Saved data entries

----

//! Core types for habitlog

use std::fmt;

use chrono::{DateTime, Utc};
use serde::{Deserialize, Serialize};
use serde_json::{Number, Value};

use crate::store::Row;
use crate::Result;

/// Table holding user-defined habit categories
pub const HABIT_TYPES_TABLE: &str = "habit_types";

/// Table holding habit events and sessions
pub const HABIT_LOGS_TABLE: &str = "habit_logs";

/// Identifier as sent by the client or assigned by the store.
///
/// Supabase tables may key rows by integer sequences or by UUID strings, so both are accepted.
#[derive(Debug, Clone, PartialEq, Eq, Serialize, Deserialize)]
#[serde(untagged)]
pub enum RecordId {
    Int(i64),
    Text(String),
}

impl RecordId {
    /// Blank strings count as absent
    pub fn is_blank(&self) -> bool {
        match self {
            RecordId::Int(_) => false,
            RecordId::Text(s) => s.trim().is_empty(),
        }
    }

    pub fn to_value(&self) -> Value {
        match self {
            RecordId::Int(n) => Value::from(*n),
            RecordId::Text(s) => Value::from(s.clone()),
        }
    }

    /// Read an id column out of a stored row
    pub fn from_value(value: &Value) -> Option<Self> {
        match value {
            Value::Number(n) => n.as_i64().map(RecordId::Int),
            Value::String(s) => Some(RecordId::Text(s.clone())),
            _ => None,
        }
    }
}

impl fmt::Display for RecordId {
    fn fmt(&self, f: &mut fmt::Formatter<'_>) -> fmt::Result {
        match self {
            RecordId::Int(n) => write!(f, "{}", n),
            RecordId::Text(s) => f.write_str(s),
        }
    }
}

impl From<i64> for RecordId {
    fn from(value: i64) -> Self {
        RecordId::Int(value)
    }
}

impl From<&str> for RecordId {
    fn from(value: &str) -> Self {
        RecordId::Text(value.to_string())
    }
}

/// New row for [`HABIT_TYPES_TABLE`]
#[derive(Debug, Clone, Serialize)]
pub struct NewHabitType {
    pub user_id: RecordId,
    pub nombre: String,
    pub tipo_registro: String,
    pub meta_diaria: Option<Number>,
    pub is_active: bool,
}

/// New row for [`HABIT_LOGS_TABLE`]; the end columns stay unset until the session is closed.
#[derive(Debug, Clone, Serialize)]
pub struct NewHabitLog {
    pub user_id: RecordId,
    pub habit_type_id: RecordId,
    pub fecha_inicio: DateTime<Utc>,
}

/// Patch closing an open habit log
#[derive(Debug, Clone, Serialize)]
pub struct SessionEnd {
    pub fecha_fin: DateTime<Utc>,
    pub duracion_segundos: Number,
    #[serde(skip_serializing_if = "Option::is_none")]
    pub notas: Option<String>,
}

/// Serialize a typed record into a store row
pub fn to_row<T: Serialize>(record: &T) -> Result<Row> {
    match serde_json::to_value(record)? {
        Value::Object(map) => Ok(map),
        other => Err(crate::Error::store(format!(
            "expected a JSON object for a row, got {}",
            other
        ))),
    }
}

/// Body of `POST /habits`
#[derive(Debug, Clone, Default, Deserialize)]
#[serde(rename_all = "camelCase")]
pub struct CreateHabitRequest {
    pub user_id: Option<RecordId>,
    pub nombre: Option<String>,
    pub tipo_registro: Option<String>,
    pub meta_diaria: Option<Number>,
}

/// Body of `POST /logs/event` and `POST /logs/session/start`
#[derive(Debug, Clone, Default, Deserialize)]
#[serde(rename_all = "camelCase")]
pub struct HabitEventRequest {
    pub user_id: Option<RecordId>,
    pub habit_type_id: Option<RecordId>,
}

/// Body of `PUT /logs/session/end`
#[derive(Debug, Clone, Default, Deserialize)]
#[serde(rename_all = "camelCase")]
pub struct EndSessionRequest {
    pub log_id: Option<RecordId>,
    /// Any JSON number; the row store's column type decides what it accepts
    pub duration_seconds: Option<Number>,
    pub notas: Option<String>,
}

#[derive(Debug, Clone, Serialize, Deserialize)]
pub struct MessageResponse {
    pub message: String,
}

#[derive(Debug, Clone, Serialize, Deserialize)]
#[serde(rename_all = "camelCase")]
pub struct SessionStartResponse {
    pub log_id: RecordId,
}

----

- **WORK ITEM**: Word for word, repeat every record.

- **YOUR RESPONSE**:
//! Core types for habitlog

use std::fmt;

use chrono::{DateTime, Utc};
use serde::{Deserialize, Serialize};
use serde_json::{Number, Value};

use crate::store::Row;
use crate::Result;

/// Table holding user-defined habit categories
pub const HABIT_TYPES_TABLE: &str = "habit_types";

/// Table holding habit events and sessions
pub const HABIT_LOGS_TABLE: &str = "habit_logs";

/// Identifier as sent by the client or assigned by the store.
///
/// Supabase tables may key rows by integer sequences or by UUID strings, so both are accepted.
#[derive(Debug, Clone, PartialEq, Eq, Serialize, Deserialize)]
#[serde(untagged)]
pub enum RecordId {
    Int(i64),
    Text(String),
}

impl RecordId {
    /// Blank strings count as absent
    pub fn is_blank(&self) -> bool {
        match self {
            RecordId::Int(_) => false,
            RecordId::Text(s) => s.trim().is_empty(),
        }
    }

    pub fn to_value(&self) -> Value {
        match self {
            RecordId::Int(n) => Value::from(*n),
            RecordId::Text(s) => Value::from(s.clone()),
        }
    }

    /// Read an id column out of a stored row
    pub fn from_value(value: &Value) -> Option<Self> {
        match value {
            Value::Number(n) => n.as_i64().map(RecordId::Int),
            Value::String(s) => Some(RecordId::Text(s.clone())),
            _ => None,
        }
    }
}

impl fmt::Display for RecordId {
    fn fmt(&self, f: &mut fmt::Formatter<'_>) -> fmt::Result {
        match self {
            RecordId::Int(n) => write!(f, "{}", n),
            RecordId::Text(s) => f.write_str(s),
        }
    }
}

impl From<i64> for RecordId {
    fn from(value: i64) -> Self {
        RecordId::Int(value)
    }
}

impl From<&str> for RecordId {
    fn from(value: &str) -> Self {
        RecordId::Text(value.to_string())
    }
}

/// New row for [`HABIT_TYPES_TABLE`]
#[derive(Debug, Clone, Serialize)]
pub struct NewHabitType {
    pub user_id: RecordId,
    pub nombre: String,
    pub tipo_registro: String,
    pub meta_diaria: Option<Number>,
    pub is_active: bool,
}

/// New row for [`HABIT_LOGS_TABLE`]; the end columns stay unset until the session is closed.
#[derive(Debug, Clone, Serialize)]
pub struct NewHabitLog {
    pub user_id: RecordId,
    pub habit_type_id: RecordId,
    pub fecha_inicio: DateTime<Utc>,
}

/// Patch closing an open habit log
#[derive(Debug, Clone, Serialize)]
pub struct SessionEnd {
    pub fecha_fin: DateTime<Utc>,
    pub duracion_segundos: Number,
    #[serde(skip_serializing_if = "Option::is_none")]
    pub notas: Option<String>,
}

/// Serialize a typed record into a store row
pub fn to_row<T: Serialize>(record: &T) -> Result<Row> {
    match serde_json::to_value(record)? {
        Value::Object(map) => Ok(map),
        other => Err(crate::Error::store(format!(
            "expected a JSON object for a row, got {}",
            other
        ))),
    }
}

/// Body of `POST /habits`
#[derive(Debug, Clone, Default, Deserialize)]
#[serde(rename_all = "camelCase")]
pub struct CreateHabitRequest {
    pub user_id: Option<RecordId>,
    pub nombre: Option<String>,
    pub tipo_registro: Option<String>,
    pub meta_diaria: Option<Number>,
}

/// Body of `POST /logs/event` and `POST /logs/session/start`
#[derive(Debug, Clone, Default, Deserialize)]
#[serde(rename_all = "camelCase")]
pub struct HabitEventRequest {
    pub user_id: Option<RecordId>,
    pub habit_type_id: Option<RecordId>,
}

/// Body of `PUT /logs/session/end`
#[derive(Debug, Clone, Default, Deserialize)]
#[serde(rename_all = "camelCase")]
pub struct EndSessionRequest {
    pub log_id: Option<RecordId>,
    /// Any JSON number; the row store's column type decides what it accepts
    pub duration_seconds: Option<Number>,
    pub notas: Option<String>,
}

#[derive(Debug, Clone, Serialize, Deserialize)]
pub struct MessageResponse {
    pub message: String,
}

#[derive(Debug, Clone, Serialize, Deserialize)]
#[serde(rename_all = "camelCase")]
pub struct SessionStartResponse {
    pub log_id: RecordId,
}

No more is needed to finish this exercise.